I went on a date with an Amazon guy.
Oh man, you guys are thinking, she finally hit an Amazon guy! It was inevitable.
It probably is inevitable in Seattle’s dating scene. I also, however, don’t think it’s nearly the catastrophe that some people have made it out to be. It can’t be worse than dating in Los Angeles, for example, and always dating people who are connected to Hollywood in some form or another. Or dating in New York, and always running into Wall Street brokers. Or dating in the midwest, and being like, another farmer?
Anyway. He told me that he’s going to try specifically to make friends outside of Amazon, because when you work at a giant corporation and only hang out with your coworkers, it’s easy to become an entitled asshole.
Which was a great and funny thing to say.
We went to this cool little bar, and it turned out he’d moved to Seattle just five days ago for his new job. He was from Ghana, by way of Boston and then Chicago. We had a good conversation.
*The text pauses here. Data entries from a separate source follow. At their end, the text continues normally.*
//! SQL front end: tokens, lexer, AST and parser

pub mod ast;
pub mod lexer;
pub mod parser;
pub mod token;

pub use ast::{ParameterSpec, ParsedStatement, Statement};
pub use parser::{parse_script, Parser};

/// Quote an identifier with double quotes, doubling embedded quotes
pub fn quote_identifier(name: &str) -> String {
    format!("\"{}\"", name.replace('"', "\"\""))
}

#[cfg(test)]
mod tests {
    use super::*;

    #[test]
    fn test_quote_identifier() {
        assert_eq!(quote_identifier("people"), "\"people\"");
        assert_eq!(quote_identifier("a\"b"), "\"a\"\"b\"");
    }
}
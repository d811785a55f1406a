//! Schema definitions for PebbleSQL
//!
//! This module defines table schemas and column metadata.

use super::types::Affinity;
use crate::error::{Error, Result};
use crate::sql::quote_identifier;
use crate::storage::Value;
use serde::{Deserialize, Serialize};
use std::collections::HashMap;

/// Column definition in a table
#[derive(Debug, Clone, PartialEq, Serialize, Deserialize)]
pub struct Column {
    /// Column name
    pub name: String,
    /// Declared type, verbatim (advisory)
    pub declared_type: Option<String>,
    /// Affinity derived from the declared type
    pub affinity: Affinity,
    /// Column position (0-indexed)
    pub position: usize,
    /// Is this column nullable?
    pub nullable: bool,
    /// Default value
    pub default: Option<Value>,
    /// Is this the primary key?
    pub primary_key: bool,
    /// Is this column unique?
    pub unique: bool,
    /// Default collation for comparisons on this column
    pub collation: Option<String>,
}

impl Column {
    /// Create a new column with minimal required fields
    pub fn new(name: impl Into<String>, declared_type: Option<String>, position: usize) -> Self {
        let affinity = Affinity::from_declared(declared_type.as_deref());
        Self {
            name: name.into(),
            declared_type,
            affinity,
            position,
            nullable: true,
            default: None,
            primary_key: false,
            unique: false,
            collation: None,
        }
    }

    /// Set nullable flag
    pub fn nullable(mut self, nullable: bool) -> Self {
        self.nullable = nullable;
        self
    }

    /// Set default value
    pub fn default(mut self, default: Value) -> Self {
        self.default = Some(default);
        self
    }

    /// Set primary key flag
    pub fn primary_key(mut self, pk: bool) -> Self {
        self.primary_key = pk;
        self
    }

    /// Set unique flag
    pub fn unique(mut self, unique: bool) -> Self {
        self.unique = unique;
        self
    }

    /// Set the column's collation
    pub fn collation(mut self, collation: impl Into<String>) -> Self {
        self.collation = Some(collation.into());
        self
    }

    /// Whether this column is an auto-assigned integer key
    pub fn is_integer_key(&self) -> bool {
        self.primary_key
            && self
                .declared_type
                .as_deref()
                .is_some_and(|t| t.trim().eq_ignore_ascii_case("integer"))
    }

    /// Render the column definition as SQL
    pub fn to_sql(&self) -> String {
        let mut sql = quote_identifier(&self.name);
        if let Some(declared) = &self.declared_type {
            sql.push(' ');
            sql.push_str(declared);
        }
        if self.primary_key {
            sql.push_str(" PRIMARY KEY");
        }
        if self.unique {
            sql.push_str(" UNIQUE");
        }
        if !self.nullable {
            sql.push_str(" NOT NULL");
        }
        if let Some(default) = &self.default {
            sql.push_str(" DEFAULT ");
            sql.push_str(&default.to_sql_literal());
        }
        if let Some(collation) = &self.collation {
            sql.push_str(" COLLATE ");
            sql.push_str(collation);
        }
        sql
    }
}

/// Table schema - defines the structure of a table
#[derive(Debug, Clone, PartialEq, Serialize, Deserialize)]
pub struct Schema {
    /// Ordered list of columns
    columns: Vec<Column>,
    /// Lowercased column name to index mapping
    name_to_index: HashMap<String, usize>,
}

impl Schema {
    /// Create a new empty schema
    pub fn new() -> Self {
        Self {
            columns: Vec::new(),
            name_to_index: HashMap::new(),
        }
    }

    /// Create a schema from a list of columns
    pub fn from_columns(columns: Vec<Column>) -> Result<Self> {
        let mut schema = Self::new();
        for col in columns {
            schema.add_column(col)?;
        }
        Ok(schema)
    }

    /// Add a column to the schema
    pub fn add_column(&mut self, mut column: Column) -> Result<()> {
        let key = column.name.to_lowercase();
        if self.name_to_index.contains_key(&key) {
            return Err(Error::DuplicateColumn(column.name));
        }
        if column.primary_key && self.primary_key_index().is_some() {
            return Err(Error::Misuse(
                "a table may have only one primary key column".to_string(),
            ));
        }
        column.position = self.columns.len();
        self.name_to_index.insert(key, column.position);
        self.columns.push(column);
        Ok(())
    }

    /// Get column by name (case-insensitive)
    pub fn get_column(&self, name: &str) -> Option<&Column> {
        self.get_column_index(name).map(|idx| &self.columns[idx])
    }

    /// Get column index by name (case-insensitive)
    pub fn get_column_index(&self, name: &str) -> Option<usize> {
        self.name_to_index.get(&name.to_lowercase()).copied()
    }

    /// Get all columns
    pub fn columns(&self) -> &[Column] {
        &self.columns
    }

    /// Get number of columns
    pub fn column_count(&self) -> usize {
        self.columns.len()
    }

    /// Position of the primary key column, if any
    pub fn primary_key_index(&self) -> Option<usize> {
        self.columns.iter().position(|c| c.primary_key)
    }

    /// Get column names
    pub fn column_names(&self) -> Vec<String> {
        self.columns.iter().map(|c| c.name.clone()).collect()
    }

    /// Render a CREATE TABLE statement reproducing this schema
    pub fn to_create_sql(&self, table_name: &str) -> String {
        let columns: Vec<String> = self.columns.iter().map(Column::to_sql).collect();
        format!(
            "CREATE TABLE {} ({});",
            quote_identifier(table_name),
            columns.join(", ")
        )
    }
}

impl Default for Schema {
    fn default() -> Self {
        Self::new()
    }
}

#[cfg(test)]
mod tests {
    use super::*;

    #[test]
    fn test_schema_creation() {
        let mut schema = Schema::new();
        schema
            .add_column(Column::new("id", Some("INTEGER".into()), 0).primary_key(true))
            .unwrap();
        schema
            .add_column(Column::new("Name", Some("varchar(100)".into()), 1).nullable(false))
            .unwrap();
        schema.add_column(Column::new("email", None, 2)).unwrap();

        assert_eq!(schema.column_count(), 3);
        assert_eq!(schema.get_column_index("NAME"), Some(1));
        assert!(schema.get_column("unknown").is_none());
        assert_eq!(schema.primary_key_index(), Some(0));
        assert!(schema.columns()[0].is_integer_key());
        assert_eq!(schema.columns()[1].affinity, Affinity::Text);
    }

    #[test]
    fn test_duplicate_column_rejected() {
        let mut schema = Schema::new();
        schema.add_column(Column::new("a", None, 0)).unwrap();
        let result = schema.add_column(Column::new("A", None, 1));
        assert!(matches!(result, Err(Error::DuplicateColumn(_))));
    }

    #[test]
    fn test_create_sql_rendering() {
        let schema = Schema::from_columns(vec![
            Column::new("id", Some("integer".into()), 0).primary_key(true),
            Column::new("name", Some("text".into()), 1)
                .unique(true)
                .default(Value::Text("x".into()))
                .collation("nocase"),
            Column::new("data", None, 2),
        ])
        .unwrap();

        assert_eq!(
            schema.to_create_sql("people"),
            "CREATE TABLE \"people\" (\"id\" integer PRIMARY KEY, \
             \"name\" text UNIQUE DEFAULT 'x' COLLATE nocase, \"data\");"
        );
    }
}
He was enthusiastic about a lot of things—the drinks, my writing career, my new job, his new apartment, Seattle, the chance to explore. He quizzed me about my favorite Seattle spots, asked me about all the museums, and had me list restaurants and parks and activities I like.
I love Seattle. I can talk about Seattle for hours. I’m more than happy to play tour guide for new Tinder arrivals.
Whenever I go on dates with transplants, they say, “Wow! A local! I didn’t know you existed.”
And I’m like, “Ummm, I can introduce you to a couple hundred, personally, and we could throw a rock in this bar and hit 10.”
I half-buy into the Seattle Freeze theory on every 5th Leap Year when the groundhog sees his shadow, but the rest of the time—eh. I think it’s hard to meet people everywhere. I think it might be easier to meet people in places in New York because there are so many transplants. Also no one eats dinner at home. Also in the summer it’s unbearably hot in your apartment so you go out and meet people. I bet—since this summer is so hot—Seattle will feel less frozen. People will be driven out of their hot little solitary artsy literary craft brewing habits and into the streets and parks and bars at night. Unless they work at Amazon. Then they’ll have air conditioning.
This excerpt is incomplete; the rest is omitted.